Making Website(s) Load Faster

Web pages have great content, a nice design. So why aren’t users clicking through to other parts of the website? In many cases, the problem is the load time. Users are abandoning your site for the simple reason that it just takes too long for the thing to load. How Fast Does It Need to Be? What’s the limit? Ten seconds according to certain studies. These studies say that over a third of users will leave a website that doesn’t load within that time. You’re probably thinking that in the age of broadband, download speeds don’t matter. But remember that in the US, over half of all Internet Users are still using slow dial-up connections. Other countries don’t have quite as many dial-up connections left, but broadband is certainly nowhere near universal.
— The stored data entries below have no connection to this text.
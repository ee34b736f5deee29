//! Outbound objects submitted by add and modify requests.

use base64::Engine;
use base64::engine::general_purpose::STANDARD as BASE64;
use bytes::Bytes;
use serde::Serialize;
use serde_json::{Value, json};
use strum::{Display, EnumString};

use super::geometry::{Point, Position};
use super::refs::{Color, ObjectType};
use crate::error::{PdfDancerError, PdfDancerResult};

/// The 14 base fonts every PDF reader provides
#[derive(Debug, Clone, Copy, PartialEq, Eq, Hash, EnumString, Display)]
pub enum StandardFont {
    #[strum(serialize = "Times-Roman")]
    TimesRoman,
    #[strum(serialize = "Times-Bold")]
    TimesBold,
    #[strum(serialize = "Times-Italic")]
    TimesItalic,
    #[strum(serialize = "Times-BoldItalic")]
    TimesBoldItalic,
    #[strum(serialize = "Helvetica")]
    Helvetica,
    #[strum(serialize = "Helvetica-Bold")]
    HelveticaBold,
    #[strum(serialize = "Helvetica-Oblique")]
    HelveticaOblique,
    #[strum(serialize = "Helvetica-BoldOblique")]
    HelveticaBoldOblique,
    #[strum(serialize = "Courier")]
    Courier,
    #[strum(serialize = "Courier-Bold")]
    CourierBold,
    #[strum(serialize = "Courier-Oblique")]
    CourierOblique,
    #[strum(serialize = "Courier-BoldOblique")]
    CourierBoldOblique,
    #[strum(serialize = "Symbol")]
    Symbol,
    #[strum(serialize = "ZapfDingbats")]
    ZapfDingbats,
}

/// Font face and size in points
#[derive(Debug, Clone, PartialEq, Serialize)]
pub struct Font {
    pub name: String,
    pub size: f64,
}

impl Font {
    pub fn new(name: impl Into<String>, size: f64) -> PdfDancerResult<Self> {
        if !(size > 0.0) {
            return Err(PdfDancerError::validation(format!(
                "Font size must be positive, got {}",
                size
            )));
        }
        Ok(Self {
            name: name.into(),
            size,
        })
    }

    pub fn standard(font: StandardFont, size: f64) -> PdfDancerResult<Self> {
        Self::new(font.to_string(), size)
    }
}

/// Multi-line paragraph, one entry per line
#[derive(Debug, Clone, PartialEq)]
pub struct Paragraph {
    pub position: Option<Position>,
    pub text_lines: Vec<String>,
    pub font: Option<Font>,
    pub color: Option<Color>,
    pub line_spacing: f64,
}

impl Default for Paragraph {
    fn default() -> Self {
        Self {
            position: None,
            text_lines: Vec::new(),
            font: None,
            color: None,
            line_spacing: 1.2,
        }
    }
}

impl Paragraph {
    /// Paragraph whose lines come from splitting `text` on newlines
    pub fn from_text(text: &str, font: Font, position: Position) -> Self {
        Self {
            position: Some(position),
            text_lines: text.lines().map(str::to_string).collect(),
            font: Some(font),
            ..Default::default()
        }
    }

    fn payload(&self) -> Value {
        let position = self.position.as_ref();
        let color = self.color.as_ref();
        let lines: Vec<Value> = self
            .text_lines
            .iter()
            .map(|line| {
                let mut text_line = json!({
                    "textElements": [{
                        "text": line,
                        "font": self.font,
                        "color": color,
                        "position": position,
                    }]
                });
                if let Some(color) = color {
                    text_line["color"] = json!(color);
                }
                if let Some(position) = position {
                    text_line["position"] = json!(position);
                }
                text_line
            })
            .collect();

        json!({
            "type": "PARAGRAPH",
            "position": position,
            "lines": lines,
            "lineSpacings": [self.line_spacing],
            "font": self.font,
        })
    }
}

/// Raster image placed on a page
#[derive(Debug, Clone, PartialEq, Default)]
pub struct Image {
    pub position: Option<Position>,
    /// Format hint such as `PNG` or `JPEG`
    pub format: Option<String>,
    pub width: Option<f64>,
    pub height: Option<f64>,
    pub data: Option<Bytes>,
}

impl Image {
    fn payload(&self) -> Value {
        let size = match (self.width, self.height) {
            (Some(width), Some(height)) => json!({ "width": width, "height": height }),
            _ => Value::Null,
        };
        json!({
            "type": "IMAGE",
            "position": self.position,
            "format": self.format,
            "size": size,
            "data": self.data.as_ref().map(|data| BASE64.encode(data)),
        })
    }
}

/// Geometry of a single path segment
#[derive(Debug, Clone, PartialEq)]
pub enum SegmentGeometry {
    Line { p0: Point, p1: Point },
    Bezier { p0: Point, p1: Point, p2: Point, p3: Point },
}

/// One stroke of a vector path with its styling
#[derive(Debug, Clone, PartialEq)]
pub struct PathSegment {
    pub geometry: SegmentGeometry,
    pub stroke_color: Option<Color>,
    pub fill_color: Option<Color>,
    pub stroke_width: Option<f64>,
    /// Empty for a solid stroke
    pub dash_array: Vec<f64>,
    pub dash_phase: Option<f64>,
}

impl PathSegment {
    pub fn line(p0: Point, p1: Point) -> Self {
        Self::from_geometry(SegmentGeometry::Line { p0, p1 })
    }

    pub fn bezier(p0: Point, p1: Point, p2: Point, p3: Point) -> Self {
        Self::from_geometry(SegmentGeometry::Bezier { p0, p1, p2, p3 })
    }

    fn from_geometry(geometry: SegmentGeometry) -> Self {
        Self {
            geometry,
            stroke_color: None,
            fill_color: None,
            stroke_width: None,
            dash_array: Vec::new(),
            dash_phase: None,
        }
    }

    fn payload(&self, position: Option<&Position>) -> Value {
        let mut segment = serde_json::Map::new();
        if let Some(color) = &self.stroke_color {
            segment.insert("strokeColor".into(), json!(color));
        }
        if let Some(color) = &self.fill_color {
            segment.insert("fillColor".into(), json!(color));
        }
        if let Some(width) = self.stroke_width {
            segment.insert("strokeWidth".into(), json!(width));
        }
        if !self.dash_array.is_empty() {
            segment.insert("dashArray".into(), json!(self.dash_array));
        }
        if let Some(phase) = self.dash_phase {
            segment.insert("dashPhase".into(), json!(phase));
        }

        let (kind, points) = match &self.geometry {
            SegmentGeometry::Line { p0, p1 } => ("LINE", vec![("p0", p0), ("p1", p1)]),
            SegmentGeometry::Bezier { p0, p1, p2, p3 } => (
                "BEZIER",
                vec![("p0", p0), ("p1", p1), ("p2", p2), ("p3", p3)],
            ),
        };
        segment.insert("type".into(), json!(kind));
        segment.insert("segmentType".into(), json!(kind));
        for (key, point) in points {
            segment.insert(key.into(), json!(point));
        }

        // The server validates each segment's position individually
        if let Some(position) = position {
            segment.insert("position".into(), json!(position));
        }
        Value::Object(segment)
    }
}

/// Vector path made of line and bezier segments
#[derive(Debug, Clone, PartialEq, Default)]
pub struct Path {
    pub position: Option<Position>,
    pub segments: Vec<PathSegment>,
    pub even_odd_fill: Option<bool>,
}

impl Path {
    fn payload(&self) -> Value {
        let segments: Vec<Value> = self
            .segments
            .iter()
            .map(|segment| segment.payload(self.position.as_ref()))
            .collect();
        json!({
            "type": "PATH",
            "position": self.position,
            "pathSegments": if segments.is_empty() { Value::Null } else { Value::Array(segments) },
            "evenOddFill": self.even_odd_fill,
        })
    }
}

/// Any object the server can add or use as a replacement
#[derive(Debug, Clone, PartialEq)]
pub enum PdfObject {
    Paragraph(Paragraph),
    Image(Image),
    Path(Path),
}

impl PdfObject {
    pub fn object_type(&self) -> ObjectType {
        match self {
            PdfObject::Paragraph(_) => ObjectType::Paragraph,
            PdfObject::Image(_) => ObjectType::Image,
            PdfObject::Path(_) => ObjectType::Path,
        }
    }

    pub fn position(&self) -> Option<&Position> {
        match self {
            PdfObject::Paragraph(paragraph) => paragraph.position.as_ref(),
            PdfObject::Image(image) => image.position.as_ref(),
            PdfObject::Path(path) => path.position.as_ref(),
        }
    }

    /// Objects must be anchored to a page before they can be submitted
    pub fn validate(&self) -> PdfDancerResult<()> {
        let label = match self {
            PdfObject::Paragraph(_) => "Paragraph",
            PdfObject::Image(_) => "Image",
            PdfObject::Path(_) => "Path",
        };
        let position = self
            .position()
            .ok_or_else(|| PdfDancerError::validation(format!("{} position is null", label)))?;
        if position.page_index.is_none() {
            return Err(PdfDancerError::validation(format!(
                "{} position page index is null",
                label
            )));
        }
        if let PdfObject::Paragraph(paragraph) = self
            && paragraph.text_lines.is_empty()
        {
            return Err(PdfDancerError::validation("Paragraph has no text lines"));
        }
        Ok(())
    }

    /// JSON form of the object with its `type` discriminator
    pub fn to_payload(&self) -> Value {
        match self {
            PdfObject::Paragraph(paragraph) => paragraph.payload(),
            PdfObject::Image(image) => image.payload(),
            PdfObject::Path(path) => path.payload(),
        }
    }
}

impl From<Paragraph> for PdfObject {
    fn from(paragraph: Paragraph) -> Self {
        PdfObject::Paragraph(paragraph)
    }
}

impl From<Image> for PdfObject {
    fn from(image: Image) -> Self {
        PdfObject::Image(image)
    }
}

impl From<Path> for PdfObject {
    fn from(path: Path) -> Self {
        PdfObject::Path(path)
    }
}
Fast load times are extremely important: usability studies say users Dealing with Infidelity rate them as one of the most important things about a website. Users would much rather use a quick-loading site of average quality than a great site that loads slowly. You’ve no doubt done this yourself at some point. So, you need to pay attention to the size and download speed of your site. Those 10 seconds on a 56k dial-up connection correspond to about 70KB in page size. That means that your HTML and graphics should add up to 70KB as an absolute limit. That’s quite a stringent requirement, and makes every byte count. Reduce Graphics: The first thing you need to do is keep the number of graphics to a minimum. Don’t have graphics for things where text or CSS would do, or where they don’t enhance your information or design significantly. You should consider the web to be a text medium, and justify every graphic.